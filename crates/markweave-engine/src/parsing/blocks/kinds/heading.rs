/// Heading block type with owned delimiter constant.
pub struct Heading;

impl Heading {
    /// The heading marker character.
    pub const MARKER: char = '#';

    /// Matches a whole line as a heading: one or more `#` characters, a
    /// single space, then the title text.
    ///
    /// # Returns
    /// `(level, title)` where `level` is the marker run length. Levels are
    /// not clamped; seven markers yield level 7.
    pub fn capture(line: &str) -> Option<(usize, &str)> {
        let level = line.chars().take_while(|&c| c == Self::MARKER).count();
        if level == 0 {
            return None;
        }
        let rest = &line[level..];
        let title = rest.strip_prefix(' ')?;
        Some((level, title))
    }
}
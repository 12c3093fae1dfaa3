//! # Inline Kinds
//!
//! Per-construct scanners that own their syntax delimiters.
//!
//! Each scanner exposes `find(span) -> Option<InlineMatch>` returning the
//! leftmost match of that construct, or `None` when the span contains no
//! well-formed occurrence. Malformed markers never error; they simply fail
//! to match.

pub mod emphasis;
pub mod image;
pub mod link;

pub use emphasis::{Bold, Italic};
pub use image::Image;
pub use link::Link;

/// Substring search starting at a byte offset, returning an absolute index.
pub(crate) fn find_from(s: &str, from: usize, pat: &str) -> Option<usize> {
    if from > s.len() {
        return None;
    }
    s[from..].find(pat).map(|k| from + k)
}
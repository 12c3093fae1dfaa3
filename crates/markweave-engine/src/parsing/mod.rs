//! # Markdown Parsing
//!
//! Two-level parsing engine working one input line at a time.
//!
//! ## Levels
//!
//! 1. **Block parsing** (`blocks`): a `LineClassifier` assigns each line a
//!    `LineKind`, and a `DocumentBuilder` state machine turns classified
//!    lines into block-level elements (headings, lists, tables, code
//!    blocks, paragraphs) by mutating the element tree through a single
//!    `{insertion_point, block_state}` cursor.
//!
//! 2. **Inline parsing** (`inline`): whenever a block handler needs a span
//!    of text rendered, `render_inline` recursively expands bold, italic,
//!    image and link constructs into a sub-tree at the given parent.
//!
//! ## Key Invariants
//!
//! - `block_state == None` iff the insertion point is the document root
//!   (the body element in full-page mode)
//! - Code blocks are raw zones: their content lines are never
//!   re-interpreted as headings, lists or tables
//! - Malformed inline markers degrade to plain text, never to an error

pub mod blocks;
pub mod inline;

use crate::dom::Dom;

pub use blocks::{BlockState, DocumentBuilder, LineClassifier, LineKind};
pub use inline::render_inline;

/// Errors that abort a document parse.
#[derive(Debug, Clone, PartialEq, Eq, thiserror::Error)]
pub enum ParseError {
    /// A heading line arrived while a block construct was still open.
    /// Headings cannot nest inside lists, tables or paragraphs.
    #[error("heading line encountered inside an open {0} block")]
    HeadingInOpenBlock(&'static str),
}

/// Parses a whole document into an element tree.
///
/// `full_page` wraps the output in `<html><head></head><body>…</body></html>`;
/// otherwise the tree is rooted at an invisible pass-through container.
pub fn parse_document(input: &str, full_page: bool) -> Result<Dom, ParseError> {
    let mut builder = DocumentBuilder::new(full_page);
    for line in input.lines() {
        builder.process_line(line)?;
    }
    Ok(builder.finish())
}

/// Convenience: parse and render in one step.
pub fn convert(input: &str, full_page: bool) -> Result<String, ParseError> {
    let dom = parse_document(input, full_page)?;
    Ok(crate::render::to_html(&dom))
}
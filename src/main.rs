//! nanocc CLI (§6).

use clap::Parser as ClapParser;
use nanocc::CompileOptions;
use std::path::PathBuf;
use std::process;

#[derive(ClapParser)]
#[command(name = "nanocc")]
#[command(version = env!("CARGO_PKG_VERSION"))]
#[command(about = "Compiler for a pragmatic subset of C, targeting x86-64 System V", long_about = None)]
struct Cli {
    /// Input source file
    source: PathBuf,

    /// Output executable path (defaults to the input's file stem)
    #[arg(short = 'o', long)]
    output: Option<PathBuf>,

    /// Keep the intermediate `.s` file after linking
    #[arg(long)]
    keep_asm: bool,

    /// Stop after emitting assembly; don't assemble or link
    #[arg(long)]
    emit_asm_only: bool,
}

fn main() {
    let cli = Cli::parse();
    let output = cli
        .output
        .unwrap_or_else(|| nanocc::default_output_path(&cli.source));
    let options = CompileOptions {
        emit_asm_only: cli.emit_asm_only,
        keep_asm: cli.keep_asm,
    };

    match nanocc::compile_file(&cli.source, &output, &options) {
        Ok(()) => {
            if cli.emit_asm_only {
                println!("Compiled {} -> {}", cli.source.display(), output.with_extension("s").display());
            } else {
                println!("Compiled {} -> {}", cli.source.display(), output.display());
            }
        }
        Err(e) => {
            eprintln!("Error: {e}");
            process::exit(1);
        }
    }
}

## PROMPT
Your answer must be a single number: how many lines of the records contain the word "display".

## THE COMPLETED TASK
2